WORK ORDER: Read through the data, and wherever a line holds the word "Some", write that line out.

• • • •

use bevy::prelude::*;
use bevy_egui::{EguiContexts, egui};

use crate::config::ConfigResetNotification;

/// Tells the user their config file was unreadable and defaults are in use
pub fn config_reset_notification_ui(
    mut contexts: EguiContexts,
    mut notification: ResMut<ConfigResetNotification>,
) -> Result {
    if !notification.show {
        return Ok(());
    }

    egui::Window::new("Settings Reset")
        .collapsible(false)
        .resizable(false)
        .anchor(egui::Align2::CENTER_CENTER, [0.0, 0.0])
        .show(contexts.ctx_mut()?, |ui| {
            ui.label("Your settings could not be loaded and were reset to defaults.");
            if let Some(ref reason) = notification.reason {
                ui.add_space(5.0);
                ui.label(egui::RichText::new(reason).weak());
            }
            ui.add_space(10.0);
            if ui.button("OK").clicked() {
                notification.show = false;
                notification.reason = None;
            }
        });

    Ok(())
}
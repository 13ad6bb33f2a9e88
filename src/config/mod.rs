use bevy::prelude::*;
use serde::{Deserialize, Serialize};
use std::path::{Path, PathBuf};

use crate::constants::{
    API_URL_ENV, DEFAULT_API_BASE_URL, DEFAULT_DISPLAY_WIDTH, MAX_DISPLAY_WIDTH,
    MIN_DISPLAY_WIDTH,
};

/// System set for config loading (other plugins can run after this)
#[derive(SystemSet, Debug, Clone, PartialEq, Eq, Hash)]
pub struct ConfigLoaded;

fn default_api_base_url() -> String {
    DEFAULT_API_BASE_URL.to_string()
}

fn default_true() -> bool {
    true
}

fn default_display_width() -> f32 {
    DEFAULT_DISPLAY_WIDTH
}

/// Application configuration persisted to disk
#[derive(Debug, Clone, PartialEq, Serialize, Deserialize)]
pub struct AppConfigData {
    /// Base URL of the project service
    #[serde(default = "default_api_base_url")]
    pub api_base_url: String,

    /// Talk to the project service; when false everything stays in memory
    #[serde(default = "default_true")]
    pub use_remote_api: bool,

    /// On-screen width of blueprint surfaces in logical pixels
    #[serde(default = "default_display_width")]
    pub display_width: f32,

    /// Drags enclosing less area than this (reference pixels squared) are
    /// discarded instead of becoming mappings. 0 accepts point mappings.
    #[serde(default)]
    pub min_mapping_area: f32,

    /// Open in the read-only photo view instead of the admin view
    #[serde(default)]
    pub start_in_user_view: bool,

    /// Last opened project, reopened on startup
    #[serde(default)]
    pub last_project_id: Option<String>,
}

impl Default for AppConfigData {
    fn default() -> Self {
        Self {
            api_base_url: default_api_base_url(),
            use_remote_api: true,
            display_width: DEFAULT_DISPLAY_WIDTH,
            min_mapping_area: 0.0,
            start_in_user_view: false,
            last_project_id: None,
        }
    }
}

impl AppConfigData {
    /// Service URL, honoring the environment override.
    pub fn effective_api_base_url(&self) -> String {
        match std::env::var(API_URL_ENV) {
            Ok(url) if !url.trim().is_empty() => url.trim().to_string(),
            _ => self.api_base_url.clone(),
        }
    }

    pub fn display_width(&self) -> f32 {
        if self.display_width.is_finite() {
            self.display_width.clamp(MIN_DISPLAY_WIDTH, MAX_DISPLAY_WIDTH)
        } else {
            DEFAULT_DISPLAY_WIDTH
        }
    }

    pub fn min_mapping_area(&self) -> f32 {
        if self.min_mapping_area.is_finite() {
            self.min_mapping_area.max(0.0)
        } else {
            0.0
        }
    }
}

/// Runtime configuration resource
#[derive(Resource)]
pub struct AppConfig {
    /// The persisted configuration data
    pub data: AppConfigData,
    /// Path to the config file
    pub config_path: PathBuf,
    /// Whether config needs to be saved (dirty flag)
    pub dirty: bool,
}

impl Default for AppConfig {
    fn default() -> Self {
        Self {
            data: AppConfigData::default(),
            config_path: crate::paths::config_file(),
            dirty: false,
        }
    }
}

/// Resource to notify user when config was reset to defaults
#[derive(Resource, Default)]
pub struct ConfigResetNotification {
    /// Whether to show the notification dialog
    pub show: bool,
    /// The reason for the reset (parse error, read error, etc.)
    pub reason: Option<String>,
}

/// Message to trigger config save
#[derive(Message)]
pub struct SaveConfigRequest;

/// Message to remember (or forget) the last opened project
#[derive(Message)]
pub struct UpdateLastProjectRequest {
    pub project_id: Option<String>,
}

/// Result of loading config from disk
struct LoadConfigResult {
    data: AppConfigData,
    /// Error message if config was reset to defaults due to an error
    reset_reason: Option<String>,
}

/// Load configuration from `path`
fn load_config(path: &Path) -> LoadConfigResult {
    if !path.exists() {
        info!("No config file found, using defaults");
        return LoadConfigResult {
            data: AppConfigData::default(),
            reset_reason: None,
        };
    }

    match std::fs::read_to_string(path) {
        Ok(json) => match serde_json::from_str(&json) {
            Ok(data) => {
                info!("Loaded config from {:?}", path);
                LoadConfigResult {
                    data,
                    reset_reason: None,
                }
            }
            Err(e) => {
                warn!("Failed to parse config file: {}", e);
                LoadConfigResult {
                    data: AppConfigData::default(),
                    reset_reason: Some(format!("Configuration file was corrupted: {}", e)),
                }
            }
        },
        Err(e) => {
            warn!("Failed to read config file: {}", e);
            LoadConfigResult {
                data: AppConfigData::default(),
                reset_reason: Some(format!("Could not read configuration file: {}", e)),
            }
        }
    }
}

/// Save configuration to disk
fn save_config(config: &AppConfig) -> Result<(), String> {
    let json = serde_json::to_string_pretty(&config.data)
        .map_err(|e| format!("Failed to serialize config: {}", e))?;
    std::fs::write(&config.config_path, json)
        .map_err(|e| format!("Failed to save config: {}", e))?;
    info!("Config saved to {:?}", config.config_path);
    Ok(())
}

/// Startup system to load config from disk into the existing resource
fn load_config_system(
    mut config: ResMut<AppConfig>,
    mut reset_notification: ResMut<ConfigResetNotification>,
) {
    let result = load_config(&config.config_path);
    config.data = result.data;
    config.dirty = false;

    // Set notification if config was reset due to an error
    if let Some(reason) = result.reset_reason {
        reset_notification.show = true;
        reset_notification.reason = Some(reason);
    }
}

/// System to save config when requested
fn save_config_system(mut events: MessageReader<SaveConfigRequest>, mut config: ResMut<AppConfig>) {
    // Several requests in one frame still mean a single write
    if events.read().count() > 0 && config.dirty {
        if let Err(e) = save_config(&config) {
            error!("{}", e);
        }
        config.dirty = false;
    }
}

/// System to update the last opened project
fn update_last_project_system(
    mut events: MessageReader<UpdateLastProjectRequest>,
    mut config: ResMut<AppConfig>,
    mut save_events: MessageWriter<SaveConfigRequest>,
) {
    for event in events.read() {
        if config.data.last_project_id != event.project_id {
            config.data.last_project_id = event.project_id.clone();
            config.dirty = true;
            save_events.write(SaveConfigRequest);
        }
    }
}

pub struct ConfigPlugin;

impl Plugin for ConfigPlugin {
    fn build(&self, app: &mut App) {
        app.init_resource::<AppConfig>()
            .init_resource::<ConfigResetNotification>()
            .add_message::<SaveConfigRequest>()
            .add_message::<UpdateLastProjectRequest>()
            .add_systems(Startup, load_config_system.in_set(ConfigLoaded))
            .add_systems(
                Update,
                (
                    update_last_project_system.run_if(on_message::<UpdateLastProjectRequest>),
                    save_config_system.run_if(on_message::<SaveConfigRequest>),
                )
                    .chain(),
            );
    }
}

#[cfg(test)]
mod tests {
    use super::*;

    #[test]
    fn test_app_config_data_default() {
        let data = AppConfigData::default();
        assert_eq!(data.api_base_url, "http://127.0.0.1:8000");
        assert!(data.use_remote_api);
        assert_eq!(data.display_width, 800.0);
        assert_eq!(data.min_mapping_area, 0.0);
        assert!(data.last_project_id.is_none());
    }

    #[test]
    fn test_missing_fields_use_defaults() {
        let data: AppConfigData = serde_json::from_str(r#"{"last_project_id":"3"}"#).unwrap();
        assert_eq!(data.last_project_id.as_deref(), Some("3"));
        assert_eq!(data.api_base_url, "http://127.0.0.1:8000");
        assert!(data.use_remote_api);
        assert_eq!(data.display_width, 800.0);
    }

    #[test]
    fn test_app_config_data_serialization() {
        let data = AppConfigData {
            api_base_url: "https://api.example.com".to_string(),
            use_remote_api: false,
            display_width: 1024.0,
            min_mapping_area: 16.0,
            start_in_user_view: true,
            last_project_id: Some("42".to_string()),
        };

        let json = serde_json::to_string(&data).unwrap();
        let parsed: AppConfigData = serde_json::from_str(&json).unwrap();

        assert_eq!(parsed, data);
    }

    #[test]
    fn test_display_width_clamped() {
        let mut data = AppConfigData {
            display_width: 10.0,
            ..Default::default()
        };
        assert_eq!(data.display_width(), 400.0);
        data.display_width = f32::NAN;
        assert_eq!(data.display_width(), 800.0);
        data.display_width = 5000.0;
        assert_eq!(data.display_width(), 1600.0);
    }

    #[test]
    fn test_negative_min_area_treated_as_zero() {
        let data = AppConfigData {
            min_mapping_area: -3.0,
            ..Default::default()
        };
        assert_eq!(data.min_mapping_area(), 0.0);
    }

    #[test]
    fn test_load_config_missing_file() {
        let dir = tempfile::tempdir().unwrap();
        let result = load_config(&dir.path().join("config.json"));
        assert_eq!(result.data, AppConfigData::default());
        assert!(result.reset_reason.is_none());
    }

    #[test]
    fn test_load_config_corrupt_file_resets() {
        let dir = tempfile::tempdir().unwrap();
        let path = dir.path().join("config.json");
        std::fs::write(&path, "{ not json").unwrap();

        let result = load_config(&path);
        assert_eq!(result.data, AppConfigData::default());
        assert!(
            result
                .reset_reason
                .unwrap()
                .starts_with("Configuration file was corrupted")
        );
    }

    #[test]
    fn test_save_then_load() {
        let dir = tempfile::tempdir().unwrap();
        let config = AppConfig {
            data: AppConfigData {
                last_project_id: Some("7".to_string()),
                ..Default::default()
            },
            config_path: dir.path().join("config.json"),
            dirty: true,
        };

        save_config(&config).unwrap();
        let result = load_config(&config.config_path);
        assert_eq!(result.data, config.data);
    }
}
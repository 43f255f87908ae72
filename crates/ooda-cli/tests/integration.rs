#![allow(deprecated)]
use assert_cmd::Command;
use predicates::prelude::*;
use serde_json::Value;
use tempfile::TempDir;

fn ooda(dir: &TempDir) -> Command {
    let mut cmd = Command::cargo_bin("ooda").unwrap();
    cmd.current_dir(dir.path()).env("OODA_ROOT", dir.path());
    cmd
}

fn init_project(dir: &TempDir) {
    ooda(dir).arg("init").assert().success();
}

/// Run with `--json` and parse stdout.
fn json(dir: &TempDir, args: &[&str]) -> Value {
    let output = ooda(dir).arg("--json").args(args).output().unwrap();
    assert!(
        output.status.success(),
        "ooda {args:?} failed: {}",
        String::from_utf8_lossy(&output.stderr)
    );
    serde_json::from_slice(&output.stdout).unwrap()
}

const DRAFTS: &str = r#"[
  {"action_type": "optimize_content", "priority": "high",
   "title": "Refresh pricing page", "subject": {"keyword": "crm pricing"}},
  {"action_type": "fix_technical", "priority": "critical",
   "title": "Fix broken canonical", "subject": {"target_page": "/pricing"}}
]"#;

/// Start a cycle and drive it to `acting`. Returns the cycle id.
fn cycle_in_acting(dir: &TempDir, agent: &str) -> String {
    let cycle = json(dir, &["cycle", "start", agent]);
    let id = cycle["id"].as_str().unwrap().to_string();
    json(dir, &["cycle", "observe", &id, "--data", r#"{"gsc": {"clicks": 120}}"#]);
    json(dir, &["cycle", "orient", &id, "--data", r#"{"insights_count": 2}"#]);
    json(dir, &["cycle", "decide", &id, "--actions", DRAFTS]);
    id
}

// ---------------------------------------------------------------------------
// ooda init
// ---------------------------------------------------------------------------

#[test]
fn init_creates_config_and_store() {
    let dir = TempDir::new().unwrap();
    ooda(&dir)
        .arg("init")
        .assert()
        .success()
        .stdout(predicate::str::contains("created: .ooda/config.yaml"));

    assert!(dir.path().join(".ooda").is_dir());
    assert!(dir.path().join(".ooda/config.yaml").exists());
    assert!(dir.path().join(".ooda/ooda.redb").exists());
}

#[test]
fn init_is_idempotent() {
    let dir = TempDir::new().unwrap();
    init_project(&dir);
    ooda(&dir)
        .arg("init")
        .assert()
        .success()
        .stdout(predicate::str::contains("exists:"));
}

#[test]
fn commands_fail_before_init() {
    let dir = TempDir::new().unwrap();
    ooda(&dir)
        .args(["cycle", "start", "seo"])
        .assert()
        .failure()
        .stderr(predicate::str::contains("not initialized"));
}

// ---------------------------------------------------------------------------
// ooda cycle
// ---------------------------------------------------------------------------

#[test]
fn cycle_numbers_increase_per_agent() {
    let dir = TempDir::new().unwrap();
    init_project(&dir);

    ooda(&dir)
        .args(["cycle", "start", "seo"])
        .assert()
        .success()
        .stdout(predicate::str::contains("started: seo #1 (observing)"));
    ooda(&dir)
        .args(["cycle", "start", "seo"])
        .assert()
        .success()
        .stdout(predicate::str::contains("seo #2"));
    ooda(&dir)
        .args(["cycle", "start", "ads"])
        .assert()
        .success()
        .stdout(predicate::str::contains("ads #1"));
}

#[test]
fn cycle_start_rejects_bad_agent_name() {
    let dir = TempDir::new().unwrap();
    init_project(&dir);
    ooda(&dir)
        .args(["cycle", "start", "Bad Agent"])
        .assert()
        .failure()
        .stderr(predicate::str::contains("invalid agent name"));
}

#[test]
fn full_cycle_through_the_cli() {
    let dir = TempDir::new().unwrap();
    init_project(&dir);
    let id = cycle_in_acting(&dir, "seo");

    let pending = json(&dir, &["action", "pending", "--agent", "seo"]);
    let pending = pending.as_array().unwrap();
    assert_eq!(pending.len(), 2);
    // critical sorts ahead of high
    assert_eq!(pending[0]["title"], "Fix broken canonical");
    let action_id = pending[0]["id"].as_str().unwrap().to_string();
    assert!(action_id.starts_with("seo:fix_technical:"));

    ooda(&dir)
        .args(["cycle", "record-action", &id, &action_id, "--result", r#"{"ok": true}"#])
        .assert()
        .success()
        .stdout(predicate::str::contains(format!("recorded {action_id}")));

    let cycle = json(&dir, &["cycle", "complete-act", &id]);
    assert_eq!(cycle["status"], "reflecting");

    let learnings = r#"[{"type": "pattern", "context": {"page": "/pricing"}, "confidence": 0.8}]"#;
    let cycle = json(
        &dir,
        &["cycle", "reflect", &id, "--reflection", r#"{"summary": "ok"}"#, "--learnings", learnings],
    );
    assert_eq!(cycle["status"], "completed");
    assert!(cycle["completed_at"].is_string());

    let stats = json(&dir, &["cycle", "stats", "seo"]);
    assert_eq!(stats["completed_cycles"], 1);
    assert_eq!(stats["total_learnings"], 1);
    assert_eq!(stats["learning_breakdown"]["pattern"], 1);

    ooda(&dir)
        .args(["cycle", "show", &id])
        .assert()
        .success()
        .stdout(predicate::str::contains("[x] seo:fix_technical:"))
        .stdout(predicate::str::contains("[ ] seo:optimize_content:"));
}

#[test]
fn phases_cannot_be_skipped() {
    let dir = TempDir::new().unwrap();
    init_project(&dir);
    let cycle = json(&dir, &["cycle", "start", "seo"]);
    let id = cycle["id"].as_str().unwrap();

    ooda(&dir)
        .args(["cycle", "complete-act", id])
        .assert()
        .failure()
        .stderr(predicate::str::contains("invalid transition"));
}

#[test]
fn rejected_decide_saves_no_actions() {
    let dir = TempDir::new().unwrap();
    init_project(&dir);
    let cycle = json(&dir, &["cycle", "start", "seo"]);
    let id = cycle["id"].as_str().unwrap();

    ooda(&dir)
        .args(["cycle", "decide", id, "--actions", DRAFTS])
        .assert()
        .failure()
        .stderr(predicate::str::contains("invalid transition"));

    let all = json(&dir, &["action", "list"]);
    assert!(all.as_array().unwrap().is_empty());
    let current = json(&dir, &["cycle", "show", id]);
    assert_eq!(current["status"], "observing");
}

#[test]
fn failed_cycle_is_terminal() {
    let dir = TempDir::new().unwrap();
    init_project(&dir);
    let cycle = json(&dir, &["cycle", "start", "seo"]);
    let id = cycle["id"].as_str().unwrap();

    ooda(&dir)
        .args(["cycle", "fail", id, "search console unreachable"])
        .assert()
        .success()
        .stdout(predicate::str::contains("failed: seo #1 (failed)"));
    ooda(&dir)
        .args(["cycle", "fail", id, "again"])
        .assert()
        .failure();

    let current = json(&dir, &["cycle", "current", "seo"]);
    assert!(current.is_null());
}

#[test]
fn cycle_show_unknown_id_fails() {
    let dir = TempDir::new().unwrap();
    init_project(&dir);
    ooda(&dir)
        .args(["cycle", "show", "00000000-0000-0000-0000-000000000000"])
        .assert()
        .failure()
        .stderr(predicate::str::contains("cycle not found"));
    ooda(&dir)
        .args(["cycle", "show", "nope"])
        .assert()
        .failure()
        .stderr(predicate::str::contains("not a valid id"));
}

// ---------------------------------------------------------------------------
// ooda action
// ---------------------------------------------------------------------------

#[test]
fn rerunning_decide_does_not_duplicate_actions() {
    let dir = TempDir::new().unwrap();
    init_project(&dir);
    cycle_in_acting(&dir, "seo");
    cycle_in_acting(&dir, "seo");

    let all = json(&dir, &["action", "list", "--agent", "seo"]);
    assert_eq!(all.as_array().unwrap().len(), 2);
}

#[test]
fn action_update_walks_the_lifecycle() {
    let dir = TempDir::new().unwrap();
    init_project(&dir);
    cycle_in_acting(&dir, "seo");
    let pending = json(&dir, &["action", "pending"]);
    let id = pending[0]["id"].as_str().unwrap().to_string();

    // pending cannot jump straight to completed
    ooda(&dir)
        .args(["action", "update", &id, "--status", "completed"])
        .assert()
        .failure();

    ooda(&dir)
        .args(["action", "update", &id, "--status", "executing"])
        .assert()
        .success()
        .stdout(predicate::str::contains("is now executing"));

    let action = json(
        &dir,
        &["action", "update", &id, "--status", "completed", "--result", r#"{"published": true}"#],
    );
    assert_eq!(action["status"], "completed");
    assert_eq!(action["execution_result"]["published"], true);

    let done = json(&dir, &["action", "list", "--status", "completed"]);
    assert_eq!(done.as_array().unwrap().len(), 1);
}

// ---------------------------------------------------------------------------
// ooda alert
// ---------------------------------------------------------------------------

#[test]
fn approval_is_resolved_once() {
    let dir = TempDir::new().unwrap();
    init_project(&dir);

    let alert = json(
        &dir,
        &[
            "alert", "send", "--type", "approval_needed", "--severity", "warning",
            "--title", "Raise budget", "--message", "Spend +40%", "--agent", "ads",
            "--requires-approval",
        ],
    );
    assert_eq!(alert["status"], "pending");
    let id = alert["id"].as_str().unwrap().to_string();

    let pending = json(&dir, &["alert", "pending"]);
    assert_eq!(pending.as_array().unwrap().len(), 1);

    ooda(&dir)
        .args(["alert", "approve", &id, "--by", "jordan"])
        .assert()
        .success()
        .stdout(predicate::str::contains("approved"));
    ooda(&dir)
        .args(["alert", "reject", &id, "--by", "sam"])
        .assert()
        .failure()
        .stderr(predicate::str::contains("only pending alerts"));

    let shown = json(&dir, &["alert", "show", &id]);
    assert_eq!(shown["status"], "approved");
    assert_eq!(shown["approved_by"], "jordan");
    assert!(json(&dir, &["alert", "pending"]).as_array().unwrap().is_empty());
}

#[test]
fn informational_alert_is_sent_immediately() {
    let dir = TempDir::new().unwrap();
    init_project(&dir);
    ooda(&dir)
        .args([
            "alert", "send", "--type", "task_failed", "--title", "Crawl failed",
            "--message", "timeout", "--agent", "seo",
        ])
        .assert()
        .success()
        .stdout(predicate::str::starts_with("sent "));
}

#[test]
fn alert_send_rejects_unknown_type() {
    let dir = TempDir::new().unwrap();
    init_project(&dir);
    ooda(&dir)
        .args([
            "alert", "send", "--type", "bogus", "--title", "t", "--message", "m",
            "--agent", "seo",
        ])
        .assert()
        .failure();
}

#[test]
fn budget_policy_only_fires_above_threshold() {
    let dir = TempDir::new().unwrap();
    init_project(&dir);

    ooda(&dir)
        .args([
            "alert", "check", "budget-change", "--agent", "ads", "--campaign", "Brand",
            "--old", "100", "--new", "110",
        ])
        .assert()
        .success()
        .stdout(predicate::str::contains("no alert"));

    let alert = json(
        &dir,
        &[
            "alert", "check", "budget-change", "--agent", "ads", "--campaign", "Brand",
            "--old", "100", "--new", "150",
        ],
    );
    assert_eq!(alert["type"], "budget_change");
    assert_eq!(alert["status"], "pending");
}

// ---------------------------------------------------------------------------
// ooda anomaly
// ---------------------------------------------------------------------------

#[test]
fn anomaly_detect_reports_drop() {
    let dir = TempDir::new().unwrap();
    init_project(&dir);

    ooda(&dir)
        .args([
            "anomaly", "detect", "--metric", "sessions",
            "--history", "100,100,100,100,100,100,100", "--current", "40",
        ])
        .assert()
        .success()
        .stdout(predicate::str::contains("critical anomaly (percentage): sessions decrease by 60.0%"));
}

#[test]
fn anomaly_detect_needs_enough_history() {
    let dir = TempDir::new().unwrap();
    init_project(&dir);

    let out = json(
        &dir,
        &["anomaly", "detect", "--metric", "sessions", "--history", "100,100", "--current", "10"],
    );
    assert!(out["anomaly"].is_null());
}

#[test]
fn anomaly_detect_can_raise_an_alert() {
    let dir = TempDir::new().unwrap();
    init_project(&dir);

    let out = json(
        &dir,
        &[
            "anomaly", "detect", "--metric", "conversion_rate",
            "--history", "2,2,2,2,2,2,2", "--current", "1", "--alert-agent", "analytics",
        ],
    );
    assert_eq!(out["alert"]["type"], "performance_drop");
    assert_eq!(out["alert"]["title"], "Anomaly Detected: Conversion Rate");

    let alerts = json(&dir, &["alert", "list"]);
    assert_eq!(alerts.as_array().unwrap().len(), 1);
}

// ---------------------------------------------------------------------------
// ooda strategy / config
// ---------------------------------------------------------------------------

#[test]
fn strategy_show_without_history() {
    let dir = TempDir::new().unwrap();
    init_project(&dir);
    ooda(&dir)
        .args(["strategy", "show", "seo"])
        .assert()
        .success()
        .stdout(predicate::str::contains("no strategy for seo"));
    ooda(&dir)
        .args(["strategy", "tasks", "seo"])
        .assert()
        .failure();

    let check = json(&dir, &["strategy", "check", "seo", "--inputs", r#"{"a": 1}"#]);
    assert_eq!(check["fresh"], false);
    assert_eq!(check["fingerprint"].as_str().unwrap().len(), 64);
}

#[test]
fn config_validate_default_is_clean() {
    let dir = TempDir::new().unwrap();
    init_project(&dir);
    ooda(&dir)
        .args(["config", "validate"])
        .assert()
        .success()
        .stdout(predicate::str::contains("Config is valid"));
}

#[test]
fn config_validate_fails_on_zero_timeout() {
    let dir = TempDir::new().unwrap();
    init_project(&dir);
    std::fs::write(
        dir.path().join(".ooda/config.yaml"),
        "engine:\n  orient_timeout_secs: 0\n",
    )
    .unwrap();

    ooda(&dir)
        .args(["config", "validate"])
        .assert()
        .failure()
        .stdout(predicate::str::contains("[error] engine.orient_timeout_secs"));
}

• • • •

SOLUTION TO THE EXERCISE:
            if let Some(ref reason) = notification.reason {
                    reset_reason: Some(format!("Configuration file was corrupted: {}", e)),
                reset_reason: Some(format!("Could not read configuration file: {}", e)),
    if let Some(reason) = result.reset_reason {
        reset_notification.reason = Some(reason);
        assert_eq!(data.last_project_id.as_deref(), Some("3"));
            last_project_id: Some("42".to_string()),
                last_project_id: Some("7".to_string()),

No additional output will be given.